Stored data
▬▬▬▬▬▬

//! Service exposure audit (NET-006).
//!
//! Flags services of type NodePort. Namespaces whose services cannot be
//! listed are a separate failure class; both fail the check.

use crate::checks::{elapsed_ms, finish, require_targets};
use crate::engine::claims::ClaimsLog;
use crate::engine::context::CheckContext;
use crate::platform::cluster::Discovery;
use crate::{CheckResult, NetCheckError};
use serde::Serialize;
use std::time::Instant;
use tracing::{info, warn};

/// A flagged service.
#[derive(Debug, Clone, PartialEq, Eq, PartialOrd, Ord, Serialize)]
pub struct ServiceRef {
    pub namespace: String,
    pub name: String,
}

#[derive(Debug, Clone, Default, PartialEq, Eq, Serialize)]
pub struct ServiceAudit {
    /// NodePort services, in listing order
    pub flagged: Vec<ServiceRef>,
    /// Namespaces whose listing failed
    pub failed_namespaces: Vec<String>,
}

impl ServiceAudit {
    pub fn is_clean(&self) -> bool {
        self.flagged.is_empty() && self.failed_namespaces.is_empty()
    }
}

/// List services of every namespace and flag NodePort ones.
pub fn audit_services(
    namespaces: &[String],
    discovery: &dyn Discovery,
    claims: &ClaimsLog,
) -> ServiceAudit {
    let mut audit = ServiceAudit::default();

    for ns in namespaces {
        info!(namespace = %ns, "testing services");
        let services = match discovery.list_services(ns) {
            Ok(services) => services,
            Err(e) => {
                warn!(namespace = %ns, error = %e, "service listing failed");
                claims.append(format!(
                    "Failed to list services on namespace {}, Error: {}",
                    ns, e
                ));
                audit.failed_namespaces.push(ns.clone());
                continue;
            }
        };

        for service in services.iter().filter(|s| s.is_node_port()) {
            claims.append(format!(
                "FAILURE: Service {} (ns {}) type is nodePort",
                service.name, service.namespace
            ));
            audit.flagged.push(ServiceRef {
                namespace: service.namespace.clone(),
                name: service.name.clone(),
            });
        }
    }

    audit
}

/// Execute NET-006: Services do not use NodePort
pub fn run_net006(ctx: &CheckContext<'_>) -> CheckResult {
    let start = Instant::now();
    finish(start, check_node_ports(ctx, start))
}

fn check_node_ports(ctx: &CheckContext<'_>, start: Instant) -> Result<CheckResult, NetCheckError> {
    require_targets(ctx)?;
    if ctx.namespaces.is_empty() {
        return Err(NetCheckError::ConfigurationMissing {
            what: "no target namespaces".to_string(),
        });
    }

    let audit = audit_services(&ctx.namespaces, ctx.discovery, &ctx.claims);
    let duration_ms = elapsed_ms(start);

    if audit.is_clean() {
        return Ok(CheckResult::Pass {
            message: format!(
                "No NodePort services in {} namespace(s)",
                ctx.namespaces.len()
            ),
            duration_ms,
        });
    }

    let flagged = audit
        .flagged
        .iter()
        .map(|s| format!("ns: {}, name: {}", s.namespace, s.name))
        .collect::<Vec<_>>()
        .join("; ");
    Ok(CheckResult::Fail {
        message: format!(
            "Failed to get services on {} namespaces. {} services found of type nodePort.",
            audit.failed_namespaces.len(),
            audit.flagged.len()
        ),
        details: format!(
            "Flagged: {}; unlisted namespaces: {}",
            if flagged.is_empty() { "-".to_string() } else { flagged },
            if audit.failed_namespaces.is_empty() {
                "-".to_string()
            } else {
                audit.failed_namespaces.join(", ")
            }
        ),
        duration_ms,
    })
}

▬▬▬▬▬▬

▶ [Action item]: For each line above that contains the word "ClaimsLog", give the line as it is written.

▶ [Problem solution]:
use crate::engine::claims::ClaimsLog;
    claims: &ClaimsLog,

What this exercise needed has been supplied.